> [INSTRUCTIONS FOR THE TASK]: The answer should be the lines from the one with "interval [min, max]." through the final line of the entries, restated word for word.

Stored data
•••
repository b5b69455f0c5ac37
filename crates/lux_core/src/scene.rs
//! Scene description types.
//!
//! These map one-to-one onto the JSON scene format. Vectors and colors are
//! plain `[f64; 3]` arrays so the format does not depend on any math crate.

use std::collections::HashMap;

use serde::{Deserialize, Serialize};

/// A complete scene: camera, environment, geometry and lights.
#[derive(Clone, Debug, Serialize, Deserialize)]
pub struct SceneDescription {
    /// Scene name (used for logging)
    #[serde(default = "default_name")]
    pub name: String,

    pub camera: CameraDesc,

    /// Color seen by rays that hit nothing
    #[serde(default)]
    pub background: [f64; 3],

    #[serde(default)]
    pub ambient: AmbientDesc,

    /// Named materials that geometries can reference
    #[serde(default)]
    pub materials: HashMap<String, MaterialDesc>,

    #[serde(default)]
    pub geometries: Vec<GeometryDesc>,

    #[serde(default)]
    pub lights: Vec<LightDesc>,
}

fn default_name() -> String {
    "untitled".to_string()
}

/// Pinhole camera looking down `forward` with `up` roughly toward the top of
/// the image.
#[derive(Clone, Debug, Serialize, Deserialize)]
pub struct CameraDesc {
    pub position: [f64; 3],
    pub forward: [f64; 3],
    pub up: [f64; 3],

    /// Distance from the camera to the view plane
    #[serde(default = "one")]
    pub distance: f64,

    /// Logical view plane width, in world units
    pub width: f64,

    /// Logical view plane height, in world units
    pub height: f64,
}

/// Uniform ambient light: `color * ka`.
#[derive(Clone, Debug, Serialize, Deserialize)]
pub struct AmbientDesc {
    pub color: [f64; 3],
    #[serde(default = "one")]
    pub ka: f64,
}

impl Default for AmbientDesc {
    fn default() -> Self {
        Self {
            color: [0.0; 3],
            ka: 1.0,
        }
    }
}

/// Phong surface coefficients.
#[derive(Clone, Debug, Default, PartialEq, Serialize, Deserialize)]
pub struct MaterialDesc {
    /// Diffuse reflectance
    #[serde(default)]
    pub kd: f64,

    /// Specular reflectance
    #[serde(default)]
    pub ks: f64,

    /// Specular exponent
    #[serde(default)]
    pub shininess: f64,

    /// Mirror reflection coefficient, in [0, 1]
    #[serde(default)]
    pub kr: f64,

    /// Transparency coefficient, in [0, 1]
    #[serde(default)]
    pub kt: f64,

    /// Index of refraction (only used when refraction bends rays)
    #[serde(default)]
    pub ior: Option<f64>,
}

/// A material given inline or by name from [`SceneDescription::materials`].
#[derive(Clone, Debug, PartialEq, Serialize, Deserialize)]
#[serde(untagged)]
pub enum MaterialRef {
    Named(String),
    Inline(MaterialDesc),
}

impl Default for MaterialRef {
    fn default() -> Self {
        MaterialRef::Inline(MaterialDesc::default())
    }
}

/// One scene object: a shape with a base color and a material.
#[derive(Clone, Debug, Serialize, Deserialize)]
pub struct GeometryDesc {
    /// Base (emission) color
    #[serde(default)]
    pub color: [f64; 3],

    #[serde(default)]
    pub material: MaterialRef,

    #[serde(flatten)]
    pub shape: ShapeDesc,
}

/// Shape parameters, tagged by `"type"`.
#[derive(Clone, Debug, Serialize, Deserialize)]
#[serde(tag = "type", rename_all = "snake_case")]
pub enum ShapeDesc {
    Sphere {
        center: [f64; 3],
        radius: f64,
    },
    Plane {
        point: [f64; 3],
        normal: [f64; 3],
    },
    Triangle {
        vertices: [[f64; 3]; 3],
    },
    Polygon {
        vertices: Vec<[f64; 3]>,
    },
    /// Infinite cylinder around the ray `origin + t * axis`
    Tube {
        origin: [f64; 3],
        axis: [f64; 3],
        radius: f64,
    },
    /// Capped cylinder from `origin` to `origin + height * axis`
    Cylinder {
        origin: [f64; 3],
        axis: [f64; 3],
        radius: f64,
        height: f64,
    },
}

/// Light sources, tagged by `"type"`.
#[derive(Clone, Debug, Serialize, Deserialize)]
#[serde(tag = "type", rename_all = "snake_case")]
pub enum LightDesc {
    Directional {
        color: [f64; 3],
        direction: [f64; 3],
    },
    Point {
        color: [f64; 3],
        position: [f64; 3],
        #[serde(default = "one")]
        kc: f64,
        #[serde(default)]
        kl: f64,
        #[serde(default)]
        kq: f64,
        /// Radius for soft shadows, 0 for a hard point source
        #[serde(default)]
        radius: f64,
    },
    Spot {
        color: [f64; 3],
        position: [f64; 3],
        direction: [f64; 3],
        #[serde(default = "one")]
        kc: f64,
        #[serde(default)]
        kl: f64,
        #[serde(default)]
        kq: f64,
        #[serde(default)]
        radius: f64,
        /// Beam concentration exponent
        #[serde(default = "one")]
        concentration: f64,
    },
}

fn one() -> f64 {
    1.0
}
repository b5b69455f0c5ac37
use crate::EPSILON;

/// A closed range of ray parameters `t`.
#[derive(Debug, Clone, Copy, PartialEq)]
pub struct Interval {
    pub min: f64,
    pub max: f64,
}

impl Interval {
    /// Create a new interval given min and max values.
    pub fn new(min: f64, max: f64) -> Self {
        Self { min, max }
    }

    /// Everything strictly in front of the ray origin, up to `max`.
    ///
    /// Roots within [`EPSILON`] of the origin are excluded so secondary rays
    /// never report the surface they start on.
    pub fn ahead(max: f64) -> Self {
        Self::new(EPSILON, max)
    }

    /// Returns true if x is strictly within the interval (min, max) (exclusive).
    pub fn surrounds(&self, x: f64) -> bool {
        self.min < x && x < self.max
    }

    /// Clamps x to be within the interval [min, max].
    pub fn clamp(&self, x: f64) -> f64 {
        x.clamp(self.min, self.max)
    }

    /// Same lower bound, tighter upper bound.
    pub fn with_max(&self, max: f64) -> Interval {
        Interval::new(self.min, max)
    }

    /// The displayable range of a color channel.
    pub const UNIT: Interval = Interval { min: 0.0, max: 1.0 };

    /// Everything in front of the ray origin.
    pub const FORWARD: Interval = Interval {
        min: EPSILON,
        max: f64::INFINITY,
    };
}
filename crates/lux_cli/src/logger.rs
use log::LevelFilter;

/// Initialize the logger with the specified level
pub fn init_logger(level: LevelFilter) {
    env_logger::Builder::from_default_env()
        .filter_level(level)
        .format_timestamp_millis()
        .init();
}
•••
> [ANSWER SPACE]:
    /// Clamps x to be within the interval [min, max].
    pub fn clamp(&self, x: f64) -> f64 {
        x.clamp(self.min, self.max)
    }

    /// Same lower bound, tighter upper bound.
    pub fn with_max(&self, max: f64) -> Interval {
        Interval::new(self.min, max)
    }

    /// The displayable range of a color channel.
    pub const UNIT: Interval = Interval { min: 0.0, max: 1.0 };

    /// Everything in front of the ray origin.
    pub const FORWARD: Interval = Interval {
        min: EPSILON,
        max: f64::INFINITY,
    };
}
filename crates/lux_cli/src/logger.rs
use log::LevelFilter;

/// Initialize the logger with the specified level
pub fn init_logger(level: LevelFilter) {
    env_logger::Builder::from_default_env()
        .filter_level(level)
        .format_timestamp_millis()
        .init();
}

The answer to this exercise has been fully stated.